Just after the 2001 tax bill was enacted, I noted that the estate tax would be repealed "only for one year (2010). In that same year, assets would begin to be inherited at their purchase price rather than market value (carryover basis), so heirs would inherit old capital-gains tax liabilities. ... If carryover basis were maintained after 2010 ... then heirs could end up brutally taxed on both the value of inherited assets and old gains on those assets."

 A Wall Street Journal fact-checker called, thinking I surely must have made a mistake. But Congress made the mistake and has to fix it.

 There are not enough Senate votes for repeal, so the debate is now down to choosing between a 45-55 percent tax rate with a hypothetical $10 million exemption or Republican Sen. Jon Kyl's plan of a 15 percent tax rate with a $3.5 million exemption.

 Washington Post writers Jeff Birnbaum and Jonathan Weisman put too much spin on this, putting economics aside and depicting it as nothing more than a contest between the very wealthy (who would pay zero estate tax with a huge exemption), and the extremely wealthy (some of whom might pay less with a lower rate, despite the smaller loophole). They did note, however, that the estate-planning industry is lobbying hard against a 15 percent estate tax, which would kill its costly tax-avoidance schemes.

 For the few who might put economics before politics, this is no contest. Combining huge loopholes with high marginal tax rates is the textbook definition of a foolish tax -- one that maximizes economic distortions while minimizing revenue.

 Meanwhile, as I warned in 2001, New York Times writer Edmund Andrews is pretending it is a "strange wrinkle" that Kyl would not combine carryover basis with the estate tax -- something that has never been done because it would tax both the entire value of inherited assets plus any past gains on those same assets.

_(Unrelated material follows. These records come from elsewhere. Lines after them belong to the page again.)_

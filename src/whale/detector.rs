use std::sync::Arc;

use log::info;
use rust_decimal::Decimal;
use serde_json::Value;

use crate::explorer::types::wei_to_eth;
use crate::explorer::{Address, ExplorerClient, ExplorerError, GasPrices, TokenTransfer, Transaction};
use crate::strategy::ActivityScorer;

use super::classifier::classify;
use super::config::WhaleConfig;
use super::discovery::{DiscoveryRequest, WhaleDiscoveryEngine};
use super::error::WhaleError;
use super::exchange_flow::ExchangeFlowTracker;
use super::profile::ProfileBuilder;
use super::ranker::ComparisonRanker;
use super::registry::KnownEntityRegistry;
use super::types::{
    BalanceReport, ComparisonReport, DiscoveryReport, ExchangeFlowReport, MovementReport,
    TierReport, WhaleProfile,
};

/// Entry point for every outward operation. Address arguments arrive as
/// text and are validated here, before any request is made.
pub struct WhaleDetector {
    client: Arc<ExplorerClient>,
    registry: KnownEntityRegistry,
    scorer: ActivityScorer,
    config: WhaleConfig,
}

impl WhaleDetector {
    pub fn new(client: Arc<ExplorerClient>, registry: KnownEntityRegistry, config: WhaleConfig) -> Self {
        let scorer = ActivityScorer::new(config.scoring.clone());
        Self::with_scorer(client, registry, scorer, config)
    }

    pub fn with_scorer(
        client: Arc<ExplorerClient>,
        registry: KnownEntityRegistry,
        scorer: ActivityScorer,
        config: WhaleConfig,
    ) -> Self {
        Self {
            client,
            registry,
            scorer,
            config,
        }
    }

    pub fn registry(&self) -> &KnownEntityRegistry {
        &self.registry
    }

    fn profiles(&self) -> ProfileBuilder<'_> {
        ProfileBuilder::new(&self.client, &self.registry, &self.scorer, &self.config)
    }

    pub async fn check_balance(&self, address: &str) -> Result<BalanceReport, WhaleError> {
        let address = Address::parse(address)?;
        let balance_wei = self.client.get_balance(&address).await?;
        let balance_eth = wei_to_eth(balance_wei).ok_or_else(|| {
            ExplorerError::MalformedResponse(format!("balance of {address} out of range: {balance_wei}"))
        })?;

        Ok(BalanceReport {
            address,
            balance_wei,
            balance_eth,
        })
    }

    pub async fn get_transactions(
        &self,
        address: &str,
        start_block: Option<u64>,
        end_block: Option<u64>,
        page: u32,
        page_size: u32,
    ) -> Result<Vec<Transaction>, WhaleError> {
        let address = Address::parse(address)?;
        Ok(self
            .client
            .get_transactions(&address, start_block, end_block, page, page_size)
            .await?)
    }

    pub async fn get_token_transfers(
        &self,
        address: &str,
        contract: Option<&str>,
        page: u32,
        page_size: u32,
    ) -> Result<Vec<TokenTransfer>, WhaleError> {
        let address = Address::parse(address)?;
        let contract = contract.map(Address::parse).transpose()?;
        Ok(self
            .client
            .get_token_transfers(&address, contract.as_ref(), page, page_size)
            .await?)
    }

    pub async fn get_contract_abi(&self, address: &str) -> Result<Value, WhaleError> {
        let address = Address::parse(address)?;
        Ok(self.client.get_contract_abi(&address).await?)
    }

    pub async fn get_gas_prices(&self) -> Result<GasPrices, WhaleError> {
        Ok(self.client.get_gas_prices().await?)
    }

    pub async fn analyze_whale(&self, address: &str) -> Result<WhaleProfile, WhaleError> {
        let address = Address::parse(address)?;
        let profile = self.profiles().build(&address).await?;
        info!(
            "{} is a {} holding {} ETH (activity {:.1}, risk {:.1})",
            address.short(),
            profile.tier,
            profile.balance_eth,
            profile.activity_score,
            profile.risk_score
        );
        Ok(profile)
    }

    /// Tier only: one balance lookup, no transaction sampling.
    pub async fn detect_whale_class(&self, address: &str) -> Result<TierReport, WhaleError> {
        let address = Address::parse(address)?;
        let balance_eth = self.profiles().balance_eth(&address).await?;
        let tier = classify(balance_eth);

        Ok(TierReport {
            known_entity_label: self.registry.label(&address).map(str::to_string),
            description: tier.description().to_string(),
            address,
            balance_eth,
            tier,
        })
    }

    pub async fn compare_whales<S: AsRef<str>>(&self, addresses: &[S]) -> Result<ComparisonReport, WhaleError> {
        ComparisonRanker::new(self.profiles()).compare(addresses).await
    }

    pub async fn discover_whale_movements(&self, min_value_eth: Decimal) -> Result<MovementReport, WhaleError> {
        WhaleDiscoveryEngine::new(self.profiles())
            .discover_movements(min_value_eth)
            .await
    }

    pub async fn discover_top_whales(&self, request: &DiscoveryRequest) -> Result<DiscoveryReport, WhaleError> {
        WhaleDiscoveryEngine::new(self.profiles()).discover(request).await
    }

    pub async fn track_exchange_whales(&self, min_amount_eth: Decimal) -> Result<ExchangeFlowReport, WhaleError> {
        ExchangeFlowTracker::new(self.profiles()).track(min_amount_eth).await
    }
}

 Birnbaum and Weisman cite the "nonpartisan" Tax Policy Center, three members of which (Len Burman, Bill Gale and Jeff Rohaly) recently argued: "Repeal would be expensive. ... Making repeal permanent as of 2010 would cost $270 billion in the next 10 years. Repeal would also be regressive (and) would reduce charitable giving by more than $15 billion a year."

 On the first point, the alleged revenue loss from scrapping the estate tax -- $27 billion a year after 2010 -- would be less than one-thousandth of one percent of total revenue, estimated at $3.8 trillion by 2015. Alicia Munnell, an economist with the Clinton Treasury, estimated the cost of collecting the estate tax is as large as the amount collected.